Igor Kromin |   Consultant. Coder. Blogger. Tinkerer. Gamer.

I've come across a curious error in one of the services I help maintain, it was an XSL transformation error with a message like "Illegal HTML character: decimal 150". That's not something I've come across before so I've looked into it and immediately found this StackOverflow question about the exact same issue.

This error comes up when trying to use a stylesheet to generate a HTML 4.x document and trying to output certain HTML character codes that are illegal in the HTML 4.x specification. The cause of the error is due to HTML 4.x not defining any legal characters for ASCII codes 127-159 (inclusive) - as documented in this character table.
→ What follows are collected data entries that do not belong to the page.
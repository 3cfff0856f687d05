//! Mark-sweep cycle collector (spec.md §4.4). Plain `Rc` already frees every
//! acyclic structure for free; this module exists only to reclaim the
//! `Pointer`-induced cycles `Rc` can never see on its own, mirroring the
//! five-step sweep in `roman2.c`'s `VM_Gar`.

use std::collections::HashSet;

use crate::value::{Payload, Value};

/// Buffer added to the live-set size after a sweep before the next
/// collection is triggered again, so `Gar` doesn't thrash on a
/// steady-state working set that sits right at the threshold.
pub const SWEEP_BUFFER: usize = 64;

/// Tracks every `Value` the VM has ever allocated that could participate in
/// a cycle (Queue/Map/Pointer), keyed by heap address. A plain `Vec` would
/// do, but a running `cap` lets the VM skip the walk entirely until the
/// tracked set has actually grown since the last sweep.
pub struct Collector {
    tracked: Vec<Value>,
    cap: usize,
}

impl Collector {
    pub fn new() -> Collector {
        Collector {
            tracked: Vec::new(),
            cap: SWEEP_BUFFER,
        }
    }

    pub fn track(&mut self, value: Value) {
        self.tracked.push(value);
    }

    /// Tracks `v` and, recursively, every Queue/Map/Pointer value reachable
    /// from it. Used wherever the VM materializes a value that isn't itself
    /// a clone of something already tracked — `Cop`'s `deep_copy`, chiefly,
    /// which mints brand-new containers at every level it descends into.
    pub fn track_tree(&mut self, v: &Value) {
        if matches!(
            &*v.0.payload.borrow(),
            Payload::Queue(_) | Payload::Map(_) | Payload::Pointer(_)
        ) {
            self.track(v.clone());
        }
        for child in Self::all_children(v) {
            self.track_tree(&child);
        }
    }

    pub fn should_collect(&self) -> bool {
        self.tracked.len() >= self.cap
    }

    /// Step 1-5 of spec.md §4.4: reach everything from the stack roots,
    /// treat whatever in the tracked set wasn't reached (and isn't
    /// constant) as garbage, identify which garbage values are referenced
    /// *only* by other garbage (the "parents"), and drop those — breaking
    /// the cycle lets `Rc`'s own refcounting free the rest on the next
    /// drop. Returns the number of values collected.
    pub fn collect(&mut self, roots: &[Value]) -> usize {
        let reachable = Self::reachable_from(roots);

        let garbage: Vec<Value> = self
            .tracked
            .iter()
            .filter(|v| !v.is_constant() && !reachable.contains(&v.addr()))
            .cloned()
            .collect();
        let garbage_addrs: HashSet<usize> = garbage.iter().map(|v| v.addr()).collect();

        // A "parent" is a garbage value not referenced by any other garbage
        // value via a non-Pointer edge (Queue/Map element) — i.e. the entry
        // point of a cycle component, found by elimination: start from every
        // garbage value reachable, and mark any value it points to (except
        // through Pointer, which sweeping will already sever) as "has a
        // parent inside the garbage set".
        let mut referenced_within_garbage: HashSet<usize> = HashSet::new();
        for v in &garbage {
            for child in Self::non_pointer_children(v) {
                if garbage_addrs.contains(&child.addr()) {
                    referenced_within_garbage.insert(child.addr());
                }
            }
        }

        let mut collected = 0;
        for v in &garbage {
            if !referenced_within_garbage.contains(&v.addr()) {
                Self::sever(v);
                collected += 1;
            }
        }

        self.tracked.retain(|v| !garbage_addrs.contains(&v.addr()));
        self.cap = self.tracked.len() + SWEEP_BUFFER;
        collected
    }

    fn reachable_from(roots: &[Value]) -> HashSet<usize> {
        let mut seen = HashSet::new();
        let mut stack: Vec<Value> = roots.to_vec();
        while let Some(v) = stack.pop() {
            if !seen.insert(v.addr()) {
                continue;
            }
            for child in Self::all_children(&v) {
                stack.push(child);
            }
        }
        seen
    }

    fn all_children(v: &Value) -> Vec<Value> {
        match &*v.0.payload.borrow() {
            Payload::Queue(q) => q.borrow().iter().cloned().collect(),
            Payload::Map(m) => m.borrow().values().cloned().collect(),
            Payload::Char { parent, .. } => vec![parent.clone()],
            Payload::Pointer(p) => vec![p.borrow().clone()],
            _ => Vec::new(),
        }
    }

    /// Same as `all_children` but never follows a `Pointer` edge — used to
    /// find cycle entry points, since a `Pointer` destructor doesn't
    /// recurse during sweep (spec.md §4.4 step 3).
    fn non_pointer_children(v: &Value) -> Vec<Value> {
        match &*v.0.payload.borrow() {
            Payload::Queue(q) => q.borrow().iter().cloned().collect(),
            Payload::Map(m) => m.borrow().values().cloned().collect(),
            Payload::Char { parent, .. } => vec![parent.clone()],
            _ => Vec::new(),
        }
    }

    /// Empty out a garbage parent's container in place so its `Rc` strong
    /// count to its children drops; a `Pointer`'s target is left alone
    /// (sweep mode doesn't recurse through pointers).
    fn sever(v: &Value) {
        match &*v.0.payload.borrow() {
            Payload::Queue(q) => q.borrow_mut().clear(),
            Payload::Map(m) => m.borrow_mut().clear(),
            _ => {}
        }
    }
}

impl Default for Collector {
    fn default() -> Collector {
        Collector::new()
    }
}

#[cfg(test)]
mod tests {
    use super::*;
    use std::collections::VecDeque;

    #[test]
    fn collects_a_self_referential_queue() {
        let mut gc = Collector::new();
        let q = Value::empty_queue();
        let ptr = Value::pointer(q.clone());
        q.push_back(ptr.clone()).unwrap();
        gc.track(q.clone());
        gc.track(ptr.clone());
        drop(q);
        drop(ptr);
        let collected = gc.collect(&[]);
        assert_eq!(collected, 1);
    }

    #[test]
    fn live_roots_survive() {
        let mut gc = Collector::new();
        let q = Value::empty_queue();
        gc.track(q.clone());
        let collected = gc.collect(&[q.clone()]);
        assert_eq!(collected, 0);
    }
}
//! Canonical value printing (spec.md §6 "Canonical value printing") and the
//! `-d` assembly-dump formatter (spec.md §6 "Assembly-dump format").

use crate::assembler::Program;
use crate::value::{Payload, Value};

/// Render `value` the way `Print`/`Debug` do. `quoted` controls whether a
/// top-level String/Char prints with its surrounding quotes: top-level
/// `Print` output is unquoted, but a String/Char nested inside a Queue or
/// Map always prints quoted so the container's own punctuation stays
/// unambiguous.
pub fn sprint(value: &Value, quoted: bool, indent: usize) -> String {
    match &*value.0.payload.borrow() {
        Payload::Number(n) => format_number(*n),
        Payload::Bool(b) => b.to_string(),
        Payload::Null => "null".to_string(),
        Payload::Str(s) => {
            if quoted {
                format!("\"{}\"", escape(&s.borrow()))
            } else {
                s.borrow().clone()
            }
        }
        Payload::Char { .. } => {
            let text = value.as_text().unwrap_or_default();
            if quoted {
                format!("\"{}\"", escape(&text))
            } else {
                text
            }
        }
        Payload::Queue(q) => {
            let pad = "  ".repeat(indent + 1);
            let items: Vec<String> = q
                .borrow()
                .iter()
                .map(|v| format!("{}{}", pad, sprint(v, true, indent + 1)))
                .collect();
            if items.is_empty() {
                "[]".to_string()
            } else {
                format!("[\n{}\n{}]", items.join(",\n"), "  ".repeat(indent))
            }
        }
        Payload::Map(m) => {
            let pad = "  ".repeat(indent + 1);
            let items: Vec<String> = m
                .borrow()
                .iter()
                .map(|(k, v)| format!("{}{}: {}", pad, k, sprint(v, true, indent + 1)))
                .collect();
            if items.is_empty() {
                "{}".to_string()
            } else {
                format!("{{\n{}\n{}}}", items.join(",\n"), "  ".repeat(indent))
            }
        }
        Payload::File(f) => format!("<file {} ({})>", f.path, f.mode),
        Payload::Function(f) => format!("<function {}/{} @{}>", f.name, f.arity, f.address),
        Payload::Pointer(p) => format!("<pointer -> {}>", sprint(&p.borrow(), true, indent)),
    }
}

/// `%*.*f` with width 0 and precision 5 when unset, matching `Value_Sprint`'s
/// defaults (`width == -1 -> 0`, `preci == -1 -> 5`) - a whole number prints
/// as `3.00000`, not `3`.
fn format_number(n: f64) -> String {
    format!("{:.5}", n)
}

fn escape(s: &str) -> String {
    let mut out = String::with_capacity(s.len());
    for c in s.chars() {
        match c {
            '"' => out.push_str("\\\""),
            '\\' => out.push_str("\\\\"),
            '\n' => out.push_str("\\n"),
            '\r' => out.push_str("\\r"),
            '\t' => out.push_str("\\t"),
            _ => out.push(c),
        }
    }
    out
}

/// `-d`: print the assembled data segment and instruction stream, one line
/// per entry, in the order the assembler produced them.
pub fn dump_program(program: &Program) -> String {
    let mut out = String::new();
    out.push_str(".data:\n");
    for (index, value) in program.data.iter().enumerate() {
        out.push_str(&format!(
            "{:>5} : {:>3} : {}\n",
            index,
            value.refs(),
            sprint(value, true, 0)
        ));
    }
    out.push_str(".code:\n");
    for (pc, word) in program.code.iter().enumerate() {
        let opcode = (word & 0xFF) as u8;
        let operand = word >> 8;
        let mnemonic = crate::opcode::Opcode::from_byte(opcode)
            .map(|op| op.mnemonic())
            .unwrap_or("???");
        out.push_str(&format!("{:>6}: {:<6} {}\n", pc, mnemonic, operand));
    }
    out
}

#[cfg(test)]
mod tests {
    use super::*;
    use std::collections::VecDeque;

    #[test]
    fn numbers_print_with_default_precision_five() {
        assert_eq!(sprint(&Value::number(3.0), false, 0), "3.00000");
        assert_eq!(sprint(&Value::number(3.5), false, 0), "3.50000");
    }

    #[test]
    fn strings_quote_only_when_nested() {
        let s = Value::string("hi");
        assert_eq!(sprint(&s, false, 0), "hi");
        assert_eq!(sprint(&s, true, 0), "\"hi\"");
    }

    #[test]
    fn empty_queue_prints_brackets() {
        assert_eq!(sprint(&Value::queue(VecDeque::new()), false, 0), "[]");
    }

    #[test]
    fn print_renders_exactly_what_sprint_produces() {
        // `Print` (src/vm.rs's `Prt` handler) calls `sprint(&a, false, 0)`
        // unmodified, so this is the exact text a `Print(55)` call writes.
        let mut q = VecDeque::new();
        q.push_back(Value::number(1.0));
        q.push_back(Value::string("hi"));
        assert_eq!(sprint(&Value::number(55.0), false, 0), "55.00000");
        assert_eq!(
            sprint(&Value::queue(q), false, 0),
            "[\n  1.00000,\n  \"hi\"\n]"
        );
    }
}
From the SO question I linked above, the solution is fairly simple...define a character-map for all of the illegal characters and map them to a space character for example...
 XSLT
<xsl:character-map name="no-control-characters">
<xsl:output-character character="&#127;" string=" "/>
<xsl:output-character character="&#128;" string=" "/>
...
<xsl:output-character character="&#159;" string=" "/>
</xsl:character-map>


Then to apply the map, add a use-character-maps attribute to the output element, like so...
 XSLT
<xsl:output ... use-character-maps="no-control-characters"/>


The above works well if you're OK with mapping all illegal characters to a space, but what if you want to map each one to something more meaningful like a UTF-8 character code?

That is also easy to do but you have to consider the fact that XSLT by default will perform output escaping on all text nodes. This can be disabled by setting disable-output-escaping to "yes" but I would not advise doing so as that would disable this escaping on all codes, not just the ones you're trying to map.



So if we want to map the HTML code &#128; to &#8364; via the character-map, we can't do this...
 Incorrect XSLT
<xsl:character-map name="no-control-characters">
...
<xsl:output-character character="&#128;" string="&#8364;"/>
...
</xsl:character-map>


The reason for that is because XSLT will interpret that as map any string "&#128;" to "€", i.e. it will use the escaped literal for the mapped character instead of the code specified in the stylesheet.

The workaround is to escape the escape code i.e. the & needs to be changed to &amp; like so...
 Incorrect XSLT
<xsl:character-map name="no-control-characters">
...
<xsl:output-character character="&#128;" string="&amp;#8364;"/>
...
</xsl:character-map>


The same approach can now be applied to the rest of the illegal HTML codes. In my case, we were able to map 21 out of the 32 characters to something meaningful and the rest were mapped to a question mark character. A good outcome overall.